Proline metabolism is selectively altered in cancer cells, providing ATP, redox balance, and proline for cell growth. The final enzyme of proline biosynthesis is Delta(1)-pyrroline-5-carboxylate (P5C) reductase (PYCR), which catalyzes the NAD(P)H-dependent reduction of P5C to proline. Humans have three PYCR isoforms, PYCR1 and PYCR2 in the mitochondrion and PYCR3 in the cytosol. Interest in developing selective inhibitors of PYCR enzymes has significantly increased over the past decade. Orthosteric inhibitors of PYCR1 have been developed, but they may lack specificity given the near identity of the active sites of PYCR1 and PYCR2. Here, we explored a new strategy of targeting noncatalytic cysteines to gain isoform selectivity.
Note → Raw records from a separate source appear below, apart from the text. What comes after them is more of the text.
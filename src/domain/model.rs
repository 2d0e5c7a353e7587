/// 單一規則在一次改寫中的結果
#[derive(Debug, Clone, PartialEq, Eq)]
pub struct RuleOutcome {
    pub rule: &'static str,
    pub replacements: usize,
}

#[derive(Debug, Clone)]
pub struct RewriteOutcome {
    pub content: String,
    pub rules: Vec<RuleOutcome>,
    changed: bool,
}

impl RewriteOutcome {
    pub fn new(content: String, rules: Vec<RuleOutcome>, changed: bool) -> Self {
        Self {
            content,
            rules,
            changed,
        }
    }

    /// True when the rewritten content differs from the input.
    pub fn changed(&self) -> bool {
        self.changed
    }

    pub fn total_replacements(&self) -> usize {
        self.rules.iter().map(|r| r.replacements).sum()
    }
}

#[derive(Debug, Clone)]
pub enum FileReport {
    Updated { path: String, rules: Vec<RuleOutcome> },
    Unchanged { path: String },
    Failed { path: String, error: String },
}

impl FileReport {
    pub fn path(&self) -> &str {
        match self {
            FileReport::Updated { path, .. }
            | FileReport::Unchanged { path }
            | FileReport::Failed { path, .. } => path,
        }
    }

    pub fn is_failure(&self) -> bool {
        matches!(self, FileReport::Failed { .. })
    }
}

#[derive(Debug, Clone, Default)]
pub struct MigrationSummary {
    pub reports: Vec<FileReport>,
}

impl MigrationSummary {
    pub fn updated(&self) -> usize {
        self.reports
            .iter()
            .filter(|r| matches!(r, FileReport::Updated { .. }))
            .count()
    }

    pub fn unchanged(&self) -> usize {
        self.reports
            .iter()
            .filter(|r| matches!(r, FileReport::Unchanged { .. }))
            .count()
    }

    pub fn failed(&self) -> usize {
        self.reports.iter().filter(|r| r.is_failure()).count()
    }
}
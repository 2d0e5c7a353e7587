use crate::utils::error::{MigrateError, Result};

pub trait Validate {
    fn validate(&self) -> Result<()>;
}

pub fn validate_path(field_name: &str, path: &str) -> Result<()> {
    if path.is_empty() {
        return Err(MigrateError::InvalidConfigValueError {
            field: field_name.to_string(),
            value: path.to_string(),
            reason: "Path cannot be empty".to_string(),
        });
    }

    if path.contains('\0') {
        return Err(MigrateError::InvalidConfigValueError {
            field: field_name.to_string(),
            value: path.to_string(),
            reason: "Path contains null bytes".to_string(),
        });
    }

    Ok(())
}

pub fn validate_paths(field_name: &str, paths: &[String]) -> Result<()> {
    if paths.is_empty() {
        return Err(MigrateError::ConfigValidationError {
            field: field_name.to_string(),
            message: "At least one target file is required".to_string(),
        });
    }

    for (index, path) in paths.iter().enumerate() {
        validate_path(&format!("{}[{}]", field_name, index), path)?;
    }

    Ok(())
}

pub fn validate_non_empty_string(field_name: &str, value: &str) -> Result<()> {
    if value.trim().is_empty() {
        return Err(MigrateError::InvalidConfigValueError {
            field: field_name.to_string(),
            value: value.to_string(),
            reason: "Value cannot be empty or whitespace-only".to_string(),
        });
    }
    Ok(())
}
use clap::Parser;
use menu_migrate::core::ConfigProvider;
use menu_migrate::utils::{logger, validation::Validate};
use menu_migrate::{CliConfig, LocalStorage, MigrationRunner};

fn main() -> anyhow::Result<()> {
    let mut config = CliConfig::parse();

    // 初始化日誌
    logger::init_cli_logger(config.verbose);

    tracing::info!("🚀 Starting menu-migrate");

    match config.load_toml() {
        Ok(Some(name)) => tracing::info!("📁 Loaded migration '{}'", name),
        Ok(None) => {}
        Err(e) => {
            tracing::error!("❌ Failed to load config: {}", e);
            eprintln!("❌ {}", e.user_friendly_message());
            eprintln!("💡 {}", e.recovery_suggestion());
            std::process::exit(1);
        }
    }

    if config.verbose {
        tracing::debug!("CLI config: {:?}", config);
    }

    // 驗證配置
    if let Err(e) = config.validate() {
        tracing::error!("❌ Configuration validation failed: {}", e);
        eprintln!("❌ {}", e.user_friendly_message());
        eprintln!("💡 {}", e.recovery_suggestion());
        std::process::exit(1);
    }

    if config.dry_run() {
        tracing::info!("🔍 DRY RUN MODE - files will not be written");
    }

    let storage =
        LocalStorage::new(config.root().to_string()).with_atomic_writes(config.atomic_writes());
    let runner = MigrationRunner::new(storage)?.with_dry_run(config.dry_run());

    // 個別檔案失敗不影響結束碼
    let stdout = std::io::stdout();
    runner.run(config.targets(), &mut stdout.lock());

    Ok(())
}
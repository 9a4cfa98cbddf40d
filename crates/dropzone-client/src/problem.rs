//! Classification of non-success responses.

use dropzone_core::ServiceError;
use reqwest::{Response, StatusCode};
use serde::Deserialize;

/// Error body shapes the API returns.
#[derive(Debug, Default, Deserialize)]
struct ProblemBody {
    #[serde(default)]
    error: Option<String>,
    #[serde(default)]
    detail: Option<String>,
    #[serde(default)]
    message: Option<String>,
}

impl ProblemBody {
    fn into_message(self) -> Option<String> {
        self.error
            .or(self.detail)
            .or(self.message)
            .filter(|message| !message.trim().is_empty())
    }
}

/// Turn a non-success response into a [`ServiceError`].
pub async fn classify_problem(operation: &'static str, response: Response) -> ServiceError {
    let status = response.status();
    let bytes = response.bytes().await.unwrap_or_default();
    let message = serde_json::from_slice::<ProblemBody>(&bytes)
        .ok()
        .and_then(ProblemBody::into_message)
        .or_else(|| {
            let text = String::from_utf8_lossy(&bytes).trim().to_string();
            (!text.is_empty()).then_some(text)
        });

    tracing::debug!(operation, status = status.as_u16(), "request rejected");
    match status {
        StatusCode::UNAUTHORIZED | StatusCode::FORBIDDEN => {
            ServiceError::AccessDenied { operation, message }
        }
        StatusCode::NOT_FOUND => ServiceError::NotFound { operation },
        _ => ServiceError::Status {
            operation,
            status: status.as_u16(),
            message: message.unwrap_or_else(|| {
                status
                    .canonical_reason()
                    .unwrap_or("request failed")
                    .to_string()
            }),
        },
    }
}
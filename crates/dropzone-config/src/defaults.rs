//! Built-in defaults and environment variable names.

/// API origin used when nothing else is configured.
pub const DEFAULT_API_URL: &str = "http://127.0.0.1:8000";
/// Request timeout in seconds.
pub const DEFAULT_TIMEOUT_SECS: u64 = 10;
/// Largest accepted timeout in seconds.
pub const MAX_TIMEOUT_SECS: u64 = 300;
/// Directory downloads are saved into.
pub const DEFAULT_DOWNLOAD_DIR: &str = ".";
/// Log filter used when none is configured.
pub const DEFAULT_LOG_LEVEL: &str = "info";

/// Path of an optional JSON configuration file.
pub const ENV_CONFIG: &str = "DROPZONE_CONFIG";
/// API origin.
pub const ENV_API_URL: &str = "DROPZONE_API_URL";
/// Bearer token.
pub const ENV_TOKEN: &str = "DROPZONE_TOKEN";
/// Request timeout in seconds.
pub const ENV_TIMEOUT_SECS: &str = "DROPZONE_HTTP_TIMEOUT_SECS";
/// Download directory.
pub const ENV_DOWNLOAD_DIR: &str = "DROPZONE_DOWNLOAD_DIR";
/// Log filter.
pub const ENV_LOG_LEVEL: &str = "DROPZONE_LOG_LEVEL";
/// Log format (`json` or `pretty`).
pub const ENV_LOG_FORMAT: &str = "DROPZONE_LOG_FORMAT";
Initial results with iodoacetamide showed higher inhibition of PYCR2 relative to PYCR1, a result that was further explored with the thiol-reactive compound ebselen. Ebselen treatment resulted in a complete loss of PYCR2 activity with an IC(50) value of 22 nM, which is 10-fold more sensitive than with PYCR1. Results from protection assays with dithiothreitol, site-directed mutagenesis, and mass spectrometry implicate Cys232 in PYCR2 as the target of ebselen. A new crystal structure of PYCR2 shows that Cys232 is in the P5C-binding loop, whereas PYCR1 contains a serine at this position. Our study provides new insight into the structural and functional roles of unique cysteine residues in PYCR2. Further, our results demonstrate proof-of-concept for targeting a noncatalytic cysteine as a new approach for selectively inhibiting PYCR2 over PYCR1.